Request an Annual Quote

Obesity-Related Gene Methylation Changes Connected to BMI in Healthy Adolescents

NEW YORK (GenomeWeb) – Adolescent body weight appears to coincide with DNA methylation patterns at genes previously implicated in obesity, according to new research from investigators at Pennsylvania State University and the University of North Carolina, Chapel Hill.

"If externally validated, our data would suggest that DNA methylation in obesity-related genes may relate to obesity risk in adolescents," corresponding author Duanping Liao, a public health sciences researcher at Penn State, and his colleagues wrote in a paper published online yesterday in Scientific Reports.

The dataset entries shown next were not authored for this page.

//! Chart version validation and tool tag normalization

use semver::Version;

use crate::error::{CoreError, Result};

/// Check that `version` is a strict SemVer 2.0 string
///
/// Surrounding whitespace is ignored. Leading zeros in the numeric
/// components, missing components and empty input are all rejected.
#[must_use]
pub fn validate_version(version: &str) -> bool {
    Version::parse(version.trim()).is_ok()
}

/// Normalize a tool release tag so it always starts with `v`
///
/// The tag is opaque: it is not SemVer-validated, only trimmed and prefixed.
pub fn normalize_tag(tag: &str) -> Result<String> {
    let tag = tag.trim();
    if tag.is_empty() {
        return Err(CoreError::invalid_input("tool_version is empty"));
    }

    if tag.starts_with('v') {
        Ok(tag.to_string())
    } else {
        Ok(format!("v{}", tag))
    }
}

/// Parse a pipeline boolean input
///
/// Accepts `1`, `true`, `yes`, `y` and `on` in any case; everything else is false.
#[must_use]
pub fn truthy(value: &str) -> bool {
    matches!(
        value.trim().to_ascii_lowercase().as_str(),
        "1" | "true" | "yes" | "y" | "on"
    )
}
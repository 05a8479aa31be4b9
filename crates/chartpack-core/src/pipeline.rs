//! The package pipeline
//!
//! Validation and path resolution happen in [`PackageRequest::prepare`],
//! before the tool is provisioned, so bad inputs fail without any download.
//! [`PreparedChart::package`] then merges values, packages and reports.

use std::path::PathBuf;

use crate::artifact::extract_artifact_path;
use crate::command::{
    PackageVersions, ToolCommand, build_dependency_update_command, build_package_command,
};
use crate::error::{CoreError, Result};
use crate::paths;
use crate::runner::ToolRunner;
use crate::values::{merge_values_files, parse_values_files};
use crate::version::validate_version;
use crate::workspace::ChartWorkspace;

/// Manifest descriptor required in the chart root
pub const MANIFEST_FILE: &str = "Chart.yaml";

/// Raw pipeline inputs
#[derive(Debug, Clone)]
pub struct PackageRequest {
    /// Root that relative inputs resolve against and outputs are reported relative to
    pub workspace_root: PathBuf,
    pub chart_path: String,
    pub destination: String,
    pub chart_version: String,
    pub app_version: String,
    /// Comma and/or newline separated override files, relative to the chart
    pub values_files: String,
    /// Extra arguments for the package command, shell quoted
    pub package_args: String,
    pub dependency_update: bool,
}

/// A validated request with absolute paths
#[derive(Debug, Clone)]
pub struct PreparedChart {
    pub workspace_root: PathBuf,
    pub chart_path: PathBuf,
    pub destination: PathBuf,
    pub chart_version: String,
    pub app_version: String,
    pub values_files: Vec<String>,
    pub package_args: String,
    pub dependency_update: bool,
}

/// Result of a successful run
#[derive(Debug, Clone)]
pub struct PipelineOutcome {
    /// Absolute path of the created archive
    pub artifact_path: PathBuf,
    /// Archive path relative to the workspace root when possible
    pub reported_path: String,
    /// The package command that produced it
    pub command: ToolCommand,
}

impl PackageRequest {
    /// Validate inputs, resolve paths and create the destination
    pub fn prepare(&self) -> Result<PreparedChart> {
        if !validate_version(&self.chart_version) {
            return Err(CoreError::invalid_input(format!(
                "Invalid chart version (SemVer required): {}",
                self.chart_version
            )));
        }

        let root = paths::normalize(&std::path::absolute(&self.workspace_root)?);
        let chart_path = paths::resolve(&root, &self.chart_path);
        let destination = paths::resolve(&root, &self.destination);
        tracing::debug!(
            chart = %chart_path.display(),
            destination = %destination.display(),
            "resolved paths"
        );

        let manifest = chart_path.join(MANIFEST_FILE);
        if !manifest.is_file() {
            return Err(CoreError::MissingFile {
                what: "`Chart.yaml`",
                path: manifest,
            });
        }

        std::fs::create_dir_all(&destination)?;

        Ok(PreparedChart {
            workspace_root: root,
            chart_path,
            destination,
            chart_version: self.chart_version.trim().to_string(),
            app_version: self.app_version.clone(),
            values_files: parse_values_files(&self.values_files),
            package_args: self.package_args.clone(),
            dependency_update: self.dependency_update,
        })
    }
}

impl PreparedChart {
    /// Merge values (if any), run the tool and locate the archive
    ///
    /// The chart copy used for merged values lives until this returns.
    pub fn package(&self, tool: &str, runner: &dyn ToolRunner) -> Result<PipelineOutcome> {
        let workspace = self.materialize_values()?;
        let chart = workspace
            .as_ref()
            .map_or(self.chart_path.as_path(), ChartWorkspace::chart_path);

        if self.dependency_update {
            tracing::info!("Running {} dependency update...", tool);
            runner.run_checked(&build_dependency_update_command(tool, chart))?;
        }

        let command = build_package_command(
            tool,
            chart,
            &self.destination,
            PackageVersions {
                chart_version: &self.chart_version,
                app_version: &self.app_version,
            },
            &self.package_args,
        )?;

        tracing::info!("Running: {}", command);
        let output = runner.run_checked(&command)?;

        let found = extract_artifact_path(&output.output, &self.destination)?;
        let artifact_path = paths::resolve(&self.workspace_root, &found);
        let reported_path = paths::to_root_relative(&self.workspace_root, &artifact_path);

        tracing::info!("Package created: {}", artifact_path.display());

        Ok(PipelineOutcome {
            artifact_path,
            reported_path,
            command,
        })
    }

    fn materialize_values(&self) -> Result<Option<ChartWorkspace>> {
        if self.values_files.is_empty() {
            return Ok(None);
        }

        tracing::info!("Merging values files: {}", self.values_files.join(", "));
        let merged = merge_values_files(&self.chart_path, &self.values_files)?;
        ChartWorkspace::materialize(&self.chart_path, &merged, &self.workspace_root).map(Some)
    }
}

For that study, the team relied on targeted bisulfite sequencing to profile methylation in blood cells from more than 250 healthy members of a Penn State Child Cohort, identifying thousands of CpG sites with ties to participants' body mass index percentile. Those BMI-related DNA methylation sites were over-represented in 11 obesity-related genes, they reported, including a gene called SIM1 that housed a methylation mark significantly linked to higher-than-usual BMI.

Based on such findings, "further longitudinal studies with larger samples are warranted," the authors wrote, noting that such investigations are needed to "confirm our findings and provide deeper insight into the causal direction of the association, as well as possible origins of the variation in DNA methylation levels."

To explore potential epigenetic contributors to body mass, the researchers started with samples from 391 participants in the Penn State Child Cohort, who were enrolled between 2002 and 2006 at the ages of five- to 12-years-old and followed for an average of nearly eight years. They narrowed in on 263 samples with sufficient peripheral blood leukocyte DNA for modified reduced-representation bisulfite sequencing with Illumina instruments to profile methylation patterns across the genome.

"While a large number of obesity-related genes have been identified by genome-wide association studies, these genetic studies have only been able to explain a limited proportion of the variance in obesity," the authors explained, noting that "a more thorough understanding of the factors associated with the susceptibility to obesity is needed."

Using information at more than 165,000 CpG sites, including nearly 103,500 intragenic CpGs, the team searched for DNA methylation associations with BMI in the participants: five participants who were considered underweight, 162 normal weight individuals, 54 overweight participants, and 42 individuals classified as obese.

In the process, the researchers unearthed 5,669 within-gene CpG sites with methylation levels that corresponded to participants' BMI percentile group — a set that encompassed 28 methylation marks in 11 genes associated with obesity in prior studies. Given the genome-wide distribution of the broader collection of CpG sites considered, their analyses indicated that the obesity-related genes were enriched for the BMI-associated methylation marks.

"[W]e observed that aggregated change in methylation of DNA from peripheral blood leukocytes on obesity-related genes was associated with obesity in population-based samples of healthy adolescents," the authors reported.

They highlighted one particularly promising association: a significant uptick in BMI percentile that coincided with increased methylation at a CpG site in a chromosome 6 gene called SIM1 that has been previously implicated in energy homeostasis and neuronal differentiation in the hypothalamus.

"While validation is pending, our results provided a potential target site for future studies investigating DNA methylation and obesity," the authors wrote, though they cautioned that "discovery studies, including the current one, may overestimate the strength of the association."